== What to do ==
Gather every line in the records below that contains the word "const".

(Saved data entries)
────────

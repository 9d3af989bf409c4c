//! Normalization Rule Resolution
//!
//! Looks rule sets up by id. An unknown id is a normal outcome, not an
//! error: rule sets may be registered after the first request referencing
//! them arrives.

use std::collections::HashMap;
use std::sync::Arc;

use parking_lot::RwLock;

use crate::domain::normalization::NormalizationRuleSet;

/// Resolves normalization rule-set ids.
pub trait NormalizationRuleResolver: Send + Sync {
    /// Look up a rule set, or `None` when the id is unknown.
    fn resolve(&self, rule_set_id: &str) -> Option<Arc<NormalizationRuleSet>>;
}

/// In-memory rule-set registry.
///
/// Pre-seeded with the shared "no normalization" set; further sets are
/// added with [`Self::register`].
#[derive(Debug)]
pub struct StandardRuleResolver {
    sets: RwLock<HashMap<String, Arc<NormalizationRuleSet>>>,
}

impl StandardRuleResolver {
    /// Create a registry holding only the "no normalization" set.
    #[must_use]
    pub fn new() -> Self {
        let raw = NormalizationRuleSet::no_normalization();
        let mut sets = HashMap::new();
        sets.insert(raw.id().to_string(), raw);
        Self {
            sets: RwLock::new(sets),
        }
    }

    /// Register a rule set under its own id, replacing any previous set
    /// with the same id.
    pub fn register(&self, rule_set: Arc<NormalizationRuleSet>) {
        self.sets
            .write()
            .insert(rule_set.id().to_string(), rule_set);
    }

    /// Number of registered rule sets.
    #[must_use]
    pub fn len(&self) -> usize {
        self.sets.read().len()
    }

    /// Check whether any rule sets are registered.
    #[must_use]
    pub fn is_empty(&self) -> bool {
        self.sets.read().is_empty()
    }
}

impl Default for StandardRuleResolver {
    fn default() -> Self {
        Self::new()
    }
}

impl NormalizationRuleResolver for StandardRuleResolver {
    fn resolve(&self, rule_set_id: &str) -> Option<Arc<NormalizationRuleSet>> {
        self.sets.read().get(rule_set_id).cloned()
    }
}

#[cfg(test)]
mod tests {
    use super::*;
    use crate::domain::normalization::{FieldFilter, NO_NORMALIZATION_ID};

    #[test]
    fn resolves_preseeded_raw_set() {
        let resolver = StandardRuleResolver::new();
        let raw = resolver.resolve(NO_NORMALIZATION_ID).unwrap();
        assert_eq!(raw.rule_count(), 0);
    }

    #[test]
    fn unknown_id_yields_none() {
        let resolver = StandardRuleResolver::new();
        assert!(resolver.resolve("nonexistent").is_none());
    }

    #[test]
    fn register_makes_set_resolvable() {
        let resolver = StandardRuleResolver::new();
        assert!(resolver.resolve("std").is_none());

        resolver.register(Arc::new(NormalizationRuleSet::new(
            "std",
            vec![Box::new(FieldFilter::new(["BID", "ASK"]))],
        )));

        let resolved = resolver.resolve("std").unwrap();
        assert_eq!(resolved.id(), "std");
        assert_eq!(resolved.rule_count(), 1);
    }

    #[test]
    fn register_replaces_same_id() {
        let resolver = StandardRuleResolver::new();
        resolver.register(Arc::new(NormalizationRuleSet::new("std", Vec::new())));
        resolver.register(Arc::new(NormalizationRuleSet::new(
            "std",
            vec![Box::new(FieldFilter::new(["BID"]))],
        )));

        assert_eq!(resolver.resolve("std").unwrap().rule_count(), 1);
        assert_eq!(resolver.len(), 2); // raw + std
    }
}
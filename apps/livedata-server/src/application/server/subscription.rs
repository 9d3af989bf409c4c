//! Subscriptions and Distributors
//!
//! A [`Subscription`] is the registry's record of one upstream security:
//! the provider handle, the shared field history, and one
//! [`MarketDataDistributor`] per normalization rule set currently being
//! served. The distributor is the unit of reference counting and
//! persistence.

use std::collections::HashMap;
use std::sync::Arc;
use std::sync::atomic::{AtomicBool, AtomicUsize, Ordering};

use chrono::{DateTime, Utc};
use parking_lot::RwLock;

use crate::domain::history::FieldHistoryStore;
use crate::domain::ids::ExternalId;
use crate::domain::message::FieldMessage;
use crate::domain::specification::{DistributionSpecification, LiveDataSpecification};

// =============================================================================
// MarketDataDistributor
// =============================================================================

/// The pairing of one active subscription with one normalization rule set.
#[derive(Debug)]
pub struct MarketDataDistributor {
    specification: LiveDataSpecification,
    distribution: DistributionSpecification,
    reference_count: AtomicUsize,
    persistent: AtomicBool,
}

impl MarketDataDistributor {
    /// Create a distributor with the given initial reference count.
    #[must_use]
    pub fn new(
        specification: LiveDataSpecification,
        distribution: DistributionSpecification,
        initial_references: usize,
    ) -> Self {
        Self {
            specification,
            distribution,
            reference_count: AtomicUsize::new(initial_references),
            persistent: AtomicBool::new(false),
        }
    }

    /// The originating client specification.
    #[must_use]
    pub const fn specification(&self) -> &LiveDataSpecification {
        &self.specification
    }

    /// The resolved distribution target.
    #[must_use]
    pub const fn distribution(&self) -> &DistributionSpecification {
        &self.distribution
    }

    /// Current client reference count.
    #[must_use]
    pub fn reference_count(&self) -> usize {
        self.reference_count.load(Ordering::SeqCst)
    }

    /// Add a client reference.
    pub fn increment(&self) {
        self.reference_count.fetch_add(1, Ordering::SeqCst);
    }

    /// Release a client reference, returning the new count. Saturates at
    /// zero so an unmatched release cannot underflow.
    pub fn decrement(&self) -> usize {
        self.reference_count
            .fetch_update(Ordering::SeqCst, Ordering::SeqCst, |count| {
                Some(count.saturating_sub(1))
            })
            .map(|previous| previous.saturating_sub(1))
            .unwrap_or(0)
    }

    /// Whether this distributor must survive restarts and zero references.
    #[must_use]
    pub fn is_persistent(&self) -> bool {
        self.persistent.load(Ordering::SeqCst)
    }

    /// Flag or unflag this distributor persistent.
    pub fn set_persistent(&self, persistent: bool) {
        self.persistent.store(persistent, Ordering::SeqCst);
    }
}

// =============================================================================
// Subscription
// =============================================================================

/// The registry's record of one upstream security.
///
/// Owned exclusively by the server; all mutation goes through the registry
/// while holding the per-security lock.
#[derive(Debug)]
pub struct Subscription {
    security_unique_id: RwLock<String>,
    preferred_id: ExternalId,
    created_at: DateTime<Utc>,
    last_tick_at: RwLock<Option<DateTime<Utc>>>,
    history: RwLock<FieldHistoryStore>,
    distributors: RwLock<HashMap<String, Arc<MarketDataDistributor>>>,
}

impl Subscription {
    /// Create a subscription for a freshly accepted provider handle.
    #[must_use]
    pub fn new(security_unique_id: impl Into<String>, preferred_id: ExternalId) -> Self {
        Self {
            security_unique_id: RwLock::new(security_unique_id.into()),
            preferred_id,
            created_at: Utc::now(),
            last_tick_at: RwLock::new(None),
            history: RwLock::new(FieldHistoryStore::new()),
            distributors: RwLock::new(HashMap::new()),
        }
    }

    /// Current provider-side handle.
    #[must_use]
    pub fn security_unique_id(&self) -> String {
        self.security_unique_id.read().clone()
    }

    /// Replace the provider handle after a resubscribe.
    pub fn set_security_unique_id(&self, handle: impl Into<String>) {
        *self.security_unique_id.write() = handle.into();
    }

    /// The canonical identifier subscribed upstream.
    #[must_use]
    pub const fn preferred_id(&self) -> &ExternalId {
        &self.preferred_id
    }

    /// Subscription creation time.
    #[must_use]
    pub const fn created_at(&self) -> DateTime<Utc> {
        self.created_at
    }

    /// Last live tick time.
    #[must_use]
    pub fn last_tick_at(&self) -> Option<DateTime<Utc>> {
        *self.last_tick_at.read()
    }

    /// Record a live tick arrival.
    pub fn record_tick(&self) {
        *self.last_tick_at.write() = Some(Utc::now());
    }

    /// Look up the distributor for a rule set, if one is attached.
    #[must_use]
    pub fn distributor_for(&self, rule_set_id: &str) -> Option<Arc<MarketDataDistributor>> {
        self.distributors.read().get(rule_set_id).cloned()
    }

    /// Attach a distributor under its rule-set id.
    pub fn attach_distributor(&self, distributor: Arc<MarketDataDistributor>) {
        let rule_set_id = distributor.distribution().rule_set().id().to_string();
        self.distributors.write().insert(rule_set_id, distributor);
    }

    /// Detach the distributor for a rule set.
    pub fn detach_distributor(&self, rule_set_id: &str) {
        self.distributors.write().remove(rule_set_id);
    }

    /// All attached distributors.
    #[must_use]
    pub fn distributors(&self) -> Vec<Arc<MarketDataDistributor>> {
        self.distributors.read().values().cloned().collect()
    }

    /// Whether no distributors remain attached.
    #[must_use]
    pub fn has_no_distributors(&self) -> bool {
        self.distributors.read().is_empty()
    }

    /// Total client references across all distributors.
    #[must_use]
    pub fn total_references(&self) -> usize {
        self.distributors
            .read()
            .values()
            .map(|d| d.reference_count())
            .sum()
    }

    /// Whether any distributor is flagged persistent.
    #[must_use]
    pub fn is_persistent(&self) -> bool {
        self.distributors.read().values().any(|d| d.is_persistent())
    }

    /// Merge normalized fields into the shared history.
    pub fn merge_history(&self, message: &FieldMessage) {
        self.history.write().live_data_received(message);
    }

    /// Merged last-known-value view.
    #[must_use]
    pub fn last_known_values(&self) -> FieldMessage {
        self.history.read().last_known_values()
    }

    /// Borrow the history for normalization (rules may consult prior
    /// values).
    pub fn with_history<T>(&self, f: impl FnOnce(&FieldHistoryStore) -> T) -> T {
        f(&self.history.read())
    }
}

// =============================================================================
// Tests
// =============================================================================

────────

== The answer ==
    pub const fn specification(&self) -> &LiveDataSpecification {
    pub const fn distribution(&self) -> &DistributionSpecification {
    pub const fn preferred_id(&self) -> &ExternalId {
    pub const fn created_at(&self) -> DateTime<Utc> {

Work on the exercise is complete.